Exercise | Report each line of the records below that holds the word "negative".

Records for processing |
----

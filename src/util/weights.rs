use rand::Rng;

/// Cumulative weights for drawing an index with probability proportional to its weight.
#[derive(Debug, Clone, Default, PartialEq)]
pub struct CumulativeWeights {
    cumulative: Vec<f64>,
    total: f64,
}

impl CumulativeWeights {
    /// Build from non-negative weights. Returns None if there is nothing to sample from:
    /// no weights, a negative or non-finite weight, or a zero total.
    pub fn new<I>(weights: I) -> Option<Self>
    where
        I: IntoIterator<Item = f64>,
    {
        let mut cumulative = vec![];
        let mut total = 0.0;
        for w in weights {
            if !w.is_finite() || w < 0.0 {
                return None;
            }
            total += w;
            cumulative.push(total);
        }
        if cumulative.is_empty() || total <= 0.0 || !total.is_finite() {
            None
        } else {
            Some(Self { cumulative, total })
        }
    }

    /// Uniform weights over n entries.
    pub fn uniform(n: usize) -> Option<Self> {
        Self::new((0..n).map(|_| 1.0))
    }

    /// Draw an index.
    pub fn sample<R: Rng + ?Sized>(&self, rng: &mut R) -> usize {
        let p = rng.gen_range(0. ..self.total);
        // Entry i covers [c_{i-1}, c_i), zero weight entries cover nothing.
        let indx = self.cumulative.partition_point(|c| *c <= p);
        indx.min(self.cumulative.len() - 1)
    }

    /// Probability of drawing index i.
    pub fn probability(&self, i: usize) -> f64 {
        let lower = if i == 0 { 0.0 } else { self.cumulative[i - 1] };
        (self.cumulative[i] - lower) / self.total
    }

    /// Sum of all weights.
    pub fn total(&self) -> f64 {
        self.total
    }

    /// Number of entries.
    pub fn len(&self) -> usize {
        self.cumulative.len()
    }

    /// Whether there are no entries.
    pub fn is_empty(&self) -> bool {
        self.cumulative.is_empty()
    }
}

#[cfg(test)]
mod weight_tests {
    use super::*;
    use rand::rngs::SmallRng;
    use rand::SeedableRng;

    #[test]
    fn rejects_degenerate_weights() {
        assert!(CumulativeWeights::new(vec![]).is_none());
        assert!(CumulativeWeights::new(vec![0.0, 0.0]).is_none());
        assert!(CumulativeWeights::new(vec![1.0, -1.0]).is_none());
        assert!(CumulativeWeights::new(vec![1.0, f64::NAN]).is_none());
    }

    #[test]
    fn zero_weight_entries_never_drawn() {
        let w = CumulativeWeights::new(vec![0.0, 2.0, 0.0, 1.0]).unwrap();
        let mut rng = SmallRng::seed_from_u64(1234);
        let mut counts = [0usize; 4];
        for _ in 0..30000 {
            counts[w.sample(&mut rng)] += 1;
        }
        assert_eq!(counts[0], 0);
        assert_eq!(counts[2], 0);
        let frac = counts[1] as f64 / 30000.0;
        assert!((frac - 2.0 / 3.0).abs() < 0.02, "{:?}", counts);
    }

    #[test]
    fn probabilities_sum_to_one() {
        let w = CumulativeWeights::new(vec![0.5, 1.5, 2.0]).unwrap();
        let total: f64 = (0..w.len()).map(|i| w.probability(i)).sum();
        assert!((total - 1.0).abs() < 1e-12);
        assert!((w.probability(2) - 0.5).abs() < 1e-12);
    }
}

----

Task response |
    /// Build from non-negative weights. Returns None if there is nothing to sample from:
    /// no weights, a negative or non-finite weight, or a zero total.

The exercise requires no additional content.